A relevant issue I see is that
for which answers could be trivially Googled
is hard to define and harder to make universal enough. As others have pointed out, both here and on the main Meta, the search engine I use may be unavailable to the OP, or to other readers; the results they get may be different from the results I get; the results may change in the future; some of the top results may contain bad advice; the material in most search results is not reviewed. Other points could probably be added to this list.
A second point concerns the scope of Stack Exchange: as stated on the tour page,
we're working together to build a library of detailed answers to every question about <site topic>
I am not being unable to find any primary source, but "library" and "every" have apparently been part of Stack Overflow/Stack Exchange's mission since the beginning. Meaning that on-topic, answerable questions are welcome here, regardless of the answers they have elsewhere.
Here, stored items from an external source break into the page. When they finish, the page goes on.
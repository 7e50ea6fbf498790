//! Diagnostic border and label drawing for synthesized tiles.
//!
//! Cosmetic only: tiles are fully valid without either. Glyphs are a 5x7
//! bitmap font covering the characters the tile label needs, scaled by an
//! integer factor so every tile size renders the same text crisply.

use image::{Rgba, RgbaImage};

/// Alpha-blend `color` over the pixel at (x, y), bounds-checked.
fn blend_pixel(img: &mut RgbaImage, x: i64, y: i64, color: Rgba<u8>) {
    if x < 0 || y < 0 || x >= img.width() as i64 || y >= img.height() as i64 {
        return;
    }
    let dst = img.get_pixel_mut(x as u32, y as u32);
    let a = color.0[3] as u32;
    let inv = 255 - a;
    for i in 0..3 {
        dst.0[i] = ((color.0[i] as u32 * a + dst.0[i] as u32 * inv) / 255) as u8;
    }
    dst.0[3] = (a + dst.0[3] as u32 * inv / 255).min(255) as u8;
}

/// Stroke a border of the given thickness just inside the image edges.
pub fn stroke_border(img: &mut RgbaImage, thickness: u32, color: Rgba<u8>) {
    let (w, h) = (img.width() as i64, img.height() as i64);
    let t = thickness as i64;
    for y in 0..h {
        for x in 0..w {
            if x < t || y < t || x >= w - t || y >= h - t {
                blend_pixel(img, x, y, color);
            }
        }
    }
}

/// 5x7 glyph bitmap for the label character set. Each row is a u8 whose
/// low 5 bits are pixels, bit 4 leftmost.
fn glyph5x7(ch: char) -> Option<[u8; 7]> {
    macro_rules! g {
        ($a:expr,$b:expr,$c:expr,$d:expr,$e:expr,$f:expr,$g:expr) => {
            Some([$a, $b, $c, $d, $e, $f, $g])
        };
    }

    match ch {
        '0' => g!(0b01110, 0b10001, 0b10011, 0b10101, 0b11001, 0b10001, 0b01110),
        '1' => g!(0b00100, 0b01100, 0b00100, 0b00100, 0b00100, 0b00100, 0b01110),
        '2' => g!(0b01110, 0b10001, 0b00001, 0b00010, 0b00100, 0b01000, 0b11111),
        '3' => g!(0b11110, 0b00001, 0b00001, 0b01110, 0b00001, 0b00001, 0b11110),
        '4' => g!(0b00010, 0b00110, 0b01010, 0b10010, 0b11111, 0b00010, 0b00010),
        '5' => g!(0b11111, 0b10000, 0b11110, 0b00001, 0b00001, 0b10001, 0b01110),
        '6' => g!(0b00110, 0b01000, 0b10000, 0b11110, 0b10001, 0b10001, 0b01110),
        '7' => g!(0b11111, 0b00001, 0b00010, 0b00100, 0b01000, 0b01000, 0b01000),
        '8' => g!(0b01110, 0b10001, 0b10001, 0b01110, 0b10001, 0b10001, 0b01110),
        '9' => g!(0b01110, 0b10001, 0b10001, 0b01111, 0b00001, 0b00010, 0b01100),

        'T' => g!(0b11111, 0b00100, 0b00100, 0b00100, 0b00100, 0b00100, 0b00100),
        'I' => g!(0b01110, 0b00100, 0b00100, 0b00100, 0b00100, 0b00100, 0b01110),
        'L' => g!(0b10000, 0b10000, 0b10000, 0b10000, 0b10000, 0b10000, 0b11111),
        'E' => g!(0b11111, 0b10000, 0b10000, 0b11110, 0b10000, 0b10000, 0b11111),
        'Z' => g!(0b11111, 0b00001, 0b00010, 0b00100, 0b01000, 0b10000, 0b11111),
        'O' => g!(0b01110, 0b10001, 0b10001, 0b10001, 0b10001, 0b10001, 0b01110),
        'M' => g!(0b10001, 0b11011, 0b10101, 0b10101, 0b10001, 0b10001, 0b10001),

        ' ' => g!(0b00000, 0b00000, 0b00000, 0b00000, 0b00000, 0b00000, 0b00000),
        ':' => g!(0b00000, 0b00100, 0b00000, 0b00000, 0b00100, 0b00000, 0b00000),
        ',' => g!(0b00000, 0b00000, 0b00000, 0b00000, 0b00110, 0b00100, 0b01000),
        '-' => g!(0b00000, 0b00000, 0b00000, 0b01110, 0b00000, 0b00000, 0b00000),

        _ => None,
    }
}

fn draw_char(img: &mut RgbaImage, x: i64, y: i64, ch: char, scale: u32, color: Rgba<u8>) {
    let Some(rows) = glyph5x7(ch) else {
        return;
    };
    let s = scale as i64;
    for (row, bits) in rows.iter().enumerate() {
        for col in 0..5i64 {
            if bits & (1 << (4 - col)) != 0 {
                for dy in 0..s {
                    for dx in 0..s {
                        blend_pixel(img, x + col * s + dx, y + row as i64 * s + dy, color);
                    }
                }
            }
        }
    }
}

/// Draw `text` centered horizontally on `center_x`, top edge at `top_y`.
///
/// Glyphs are 5 pixels wide with 1 pixel spacing, both multiplied by
/// `scale`. Unknown characters render as blanks.
pub fn draw_text_centered(
    img: &mut RgbaImage,
    center_x: i64,
    top_y: i64,
    text: &str,
    scale: u32,
    color: Rgba<u8>,
) {
    let advance = 6 * scale as i64;
    let width = advance * text.chars().count() as i64 - scale as i64;
    let mut x = center_x - width / 2;
    for ch in text.chars() {
        draw_char(img, x, top_y, ch, scale, color);
        x += advance;
    }
}

#[cfg(test)]
mod tests {
    use super::*;

    #[test]
    fn test_border_covers_edges_and_leaves_interior_untouched() {
        let mut img = RgbaImage::from_pixel(16, 16, Rgba([255, 255, 255, 255]));
        stroke_border(&mut img, 2, Rgba([0, 0, 0, 255]));

        assert_eq!(img.get_pixel(0, 0).0, [0, 0, 0, 255]);
        assert_eq!(img.get_pixel(15, 15).0, [0, 0, 0, 255]);
        assert_eq!(img.get_pixel(8, 8).0, [255, 255, 255, 255]);
    }

    #[test]
    fn test_half_opaque_border_blends_instead_of_replacing() {
        let mut img = RgbaImage::from_pixel(8, 8, Rgba([200, 200, 200, 255]));
        stroke_border(&mut img, 1, Rgba([0, 0, 0, 128]));

        let edge = img.get_pixel(0, 0).0;
        assert!(edge[0] > 0 && edge[0] < 200, "edge should darken, not black out");
    }

    #[test]
    fn test_text_draws_some_pixels_and_stays_in_bounds() {
        let mut img = RgbaImage::from_pixel(64, 32, Rgba([255, 255, 255, 255]));
        draw_text_centered(&mut img, 32, 8, "TILE 1,2", 1, Rgba([0, 0, 0, 255]));

        let dark = img.pixels().filter(|p| p.0[0] == 0).count();
        assert!(dark > 0, "label should rasterize at least one pixel");
    }

    #[test]
    fn test_offscreen_text_is_clipped_not_panicking() {
        let mut img = RgbaImage::from_pixel(4, 4, Rgba([255, 255, 255, 255]));
        draw_text_centered(&mut img, -100, -100, "ZOOM 18", 3, Rgba([0, 0, 0, 255]));
        draw_text_centered(&mut img, 1000, 1000, "ZOOM 18", 3, Rgba([0, 0, 0, 255]));
    }
}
Some discussion on the subject has happened on U&L Meta, too. Michael Mrozek's answer, positively received, states that:
All questions are welcome, even if they're easily googled, since future searchers will find us instead of whatever's on Google now, and hopefully our answer is more helpful
A special case may be the questions that happen to simply be really trivial, which are likely a subset of the questions search engines find lots of answers to. A "General Reference" close reason was proposed, but the idea was abandoned out of a too high potential for abuse. Regardless of whether we consider trivial questions an issue, it seems unlikely that new features will be introduced to address it.
As a personal note, among the results search engines show me, other things equal, I tend to prefer those that point to Stack Exchange sites. On average, they are less likely to exist solely for making money from advertising, they tend to have more useful comments and warnings and, despite the scoring system being far from perfect, they have a score.